▶ _REQUIREMENT_
Whenever a line in the following entries includes "SessionView", tally it. Report nothing except the final count.

Segment Start: EXTRACTED INFORMATION

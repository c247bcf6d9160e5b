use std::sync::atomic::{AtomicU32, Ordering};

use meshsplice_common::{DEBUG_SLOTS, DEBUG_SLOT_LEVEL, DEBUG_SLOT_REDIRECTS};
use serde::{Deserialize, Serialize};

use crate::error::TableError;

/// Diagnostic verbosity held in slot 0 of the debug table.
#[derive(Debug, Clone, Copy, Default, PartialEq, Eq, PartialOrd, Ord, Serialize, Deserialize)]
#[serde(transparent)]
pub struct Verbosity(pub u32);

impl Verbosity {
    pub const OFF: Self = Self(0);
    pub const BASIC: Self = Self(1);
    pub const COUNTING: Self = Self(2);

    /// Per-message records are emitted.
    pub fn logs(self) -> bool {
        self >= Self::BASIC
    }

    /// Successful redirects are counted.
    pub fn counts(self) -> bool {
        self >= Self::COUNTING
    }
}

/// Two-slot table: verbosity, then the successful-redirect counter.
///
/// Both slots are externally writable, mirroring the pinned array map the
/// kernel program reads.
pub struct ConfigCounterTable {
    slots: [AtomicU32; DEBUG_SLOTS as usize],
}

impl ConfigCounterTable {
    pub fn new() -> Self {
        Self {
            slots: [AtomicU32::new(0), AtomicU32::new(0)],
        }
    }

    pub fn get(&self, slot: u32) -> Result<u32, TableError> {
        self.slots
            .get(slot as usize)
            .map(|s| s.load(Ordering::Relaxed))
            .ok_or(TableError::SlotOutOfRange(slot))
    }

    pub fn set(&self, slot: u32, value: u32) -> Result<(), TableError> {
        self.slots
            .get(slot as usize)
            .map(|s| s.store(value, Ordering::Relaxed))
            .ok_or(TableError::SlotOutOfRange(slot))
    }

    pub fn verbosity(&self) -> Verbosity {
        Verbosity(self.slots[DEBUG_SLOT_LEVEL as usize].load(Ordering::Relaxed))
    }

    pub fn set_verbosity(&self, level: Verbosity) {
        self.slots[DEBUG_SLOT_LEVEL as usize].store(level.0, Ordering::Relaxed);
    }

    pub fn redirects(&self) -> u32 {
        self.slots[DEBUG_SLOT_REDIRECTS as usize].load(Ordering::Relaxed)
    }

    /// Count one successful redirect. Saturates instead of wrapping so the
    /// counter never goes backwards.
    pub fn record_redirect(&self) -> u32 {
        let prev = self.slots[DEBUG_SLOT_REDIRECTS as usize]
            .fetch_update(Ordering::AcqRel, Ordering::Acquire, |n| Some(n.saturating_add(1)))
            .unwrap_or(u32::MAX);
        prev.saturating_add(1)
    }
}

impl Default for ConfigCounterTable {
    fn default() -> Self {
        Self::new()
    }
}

Segment End: EXTRACTED INFORMATION
Segment Start: EXTRACTED INFORMATION

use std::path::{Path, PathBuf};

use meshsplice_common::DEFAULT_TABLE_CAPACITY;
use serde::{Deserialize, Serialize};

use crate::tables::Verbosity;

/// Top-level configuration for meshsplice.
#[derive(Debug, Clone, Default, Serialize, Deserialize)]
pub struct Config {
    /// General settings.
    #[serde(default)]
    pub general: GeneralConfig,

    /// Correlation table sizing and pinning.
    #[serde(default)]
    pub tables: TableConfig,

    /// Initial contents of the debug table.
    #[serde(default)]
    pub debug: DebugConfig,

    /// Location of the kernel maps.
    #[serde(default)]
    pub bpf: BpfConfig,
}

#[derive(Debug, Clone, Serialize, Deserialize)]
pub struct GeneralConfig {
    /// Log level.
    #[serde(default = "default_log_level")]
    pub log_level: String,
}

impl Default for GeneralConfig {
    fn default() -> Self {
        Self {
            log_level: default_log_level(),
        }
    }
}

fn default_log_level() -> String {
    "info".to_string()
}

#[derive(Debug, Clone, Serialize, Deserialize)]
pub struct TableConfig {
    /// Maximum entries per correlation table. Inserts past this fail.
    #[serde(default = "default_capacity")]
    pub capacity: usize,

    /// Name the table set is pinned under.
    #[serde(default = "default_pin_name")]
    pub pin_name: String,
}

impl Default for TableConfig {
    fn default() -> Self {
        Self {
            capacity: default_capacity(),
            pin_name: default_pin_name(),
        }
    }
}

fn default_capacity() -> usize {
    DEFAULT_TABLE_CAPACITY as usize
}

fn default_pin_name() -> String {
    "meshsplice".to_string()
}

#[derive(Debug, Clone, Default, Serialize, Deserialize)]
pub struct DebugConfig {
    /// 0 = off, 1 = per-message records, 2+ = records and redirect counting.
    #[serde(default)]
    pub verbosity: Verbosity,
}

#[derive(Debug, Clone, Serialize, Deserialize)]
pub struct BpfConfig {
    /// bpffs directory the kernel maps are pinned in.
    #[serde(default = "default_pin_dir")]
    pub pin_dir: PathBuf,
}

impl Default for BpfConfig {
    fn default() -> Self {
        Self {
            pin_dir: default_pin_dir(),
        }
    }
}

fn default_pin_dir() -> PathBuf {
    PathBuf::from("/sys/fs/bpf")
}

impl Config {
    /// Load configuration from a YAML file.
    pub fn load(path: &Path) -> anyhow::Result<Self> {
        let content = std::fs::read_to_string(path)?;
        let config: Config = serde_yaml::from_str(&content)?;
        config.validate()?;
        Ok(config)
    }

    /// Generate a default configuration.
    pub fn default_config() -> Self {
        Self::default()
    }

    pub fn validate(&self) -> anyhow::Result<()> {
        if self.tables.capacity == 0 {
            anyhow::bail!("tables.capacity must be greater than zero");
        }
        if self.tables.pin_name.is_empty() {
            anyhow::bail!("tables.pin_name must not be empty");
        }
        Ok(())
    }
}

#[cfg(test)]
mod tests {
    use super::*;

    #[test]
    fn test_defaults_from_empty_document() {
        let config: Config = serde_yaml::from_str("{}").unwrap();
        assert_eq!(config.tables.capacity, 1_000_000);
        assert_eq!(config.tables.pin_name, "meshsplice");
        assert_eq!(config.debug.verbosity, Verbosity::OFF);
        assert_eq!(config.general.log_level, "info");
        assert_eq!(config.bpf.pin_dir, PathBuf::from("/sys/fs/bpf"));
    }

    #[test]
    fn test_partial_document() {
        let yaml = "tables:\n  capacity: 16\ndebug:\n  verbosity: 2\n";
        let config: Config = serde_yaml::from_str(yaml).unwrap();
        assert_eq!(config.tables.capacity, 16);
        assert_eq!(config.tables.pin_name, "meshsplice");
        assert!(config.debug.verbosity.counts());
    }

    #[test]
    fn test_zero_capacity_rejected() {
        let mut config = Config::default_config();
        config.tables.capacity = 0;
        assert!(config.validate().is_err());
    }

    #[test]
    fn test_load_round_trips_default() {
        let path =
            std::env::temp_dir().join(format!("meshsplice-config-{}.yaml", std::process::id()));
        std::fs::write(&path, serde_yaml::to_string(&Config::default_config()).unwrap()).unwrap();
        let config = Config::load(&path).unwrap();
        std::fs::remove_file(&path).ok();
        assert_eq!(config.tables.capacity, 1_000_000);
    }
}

Segment End: EXTRACTED INFORMATION
Segment Start: EXTRACTED INFORMATION

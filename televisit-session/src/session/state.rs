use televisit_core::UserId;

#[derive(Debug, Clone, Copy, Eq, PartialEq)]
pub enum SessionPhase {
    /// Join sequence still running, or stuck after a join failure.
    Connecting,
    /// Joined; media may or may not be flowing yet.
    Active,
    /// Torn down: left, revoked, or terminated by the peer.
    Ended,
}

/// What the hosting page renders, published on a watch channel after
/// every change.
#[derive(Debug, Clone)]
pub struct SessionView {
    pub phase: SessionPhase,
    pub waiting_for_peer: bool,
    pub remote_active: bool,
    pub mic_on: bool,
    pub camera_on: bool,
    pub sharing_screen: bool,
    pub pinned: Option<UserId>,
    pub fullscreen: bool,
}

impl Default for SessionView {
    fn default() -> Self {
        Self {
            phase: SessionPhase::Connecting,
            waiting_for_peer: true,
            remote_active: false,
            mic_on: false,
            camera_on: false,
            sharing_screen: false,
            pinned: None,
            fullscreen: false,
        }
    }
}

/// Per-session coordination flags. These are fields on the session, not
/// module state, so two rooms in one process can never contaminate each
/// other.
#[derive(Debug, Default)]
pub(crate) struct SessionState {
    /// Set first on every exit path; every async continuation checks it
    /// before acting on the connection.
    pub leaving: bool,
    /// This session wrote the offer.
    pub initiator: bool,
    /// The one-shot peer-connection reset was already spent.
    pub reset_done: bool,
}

Segment End: EXTRACTED INFORMATION

▶ _EXERCISE SOLUTION_
2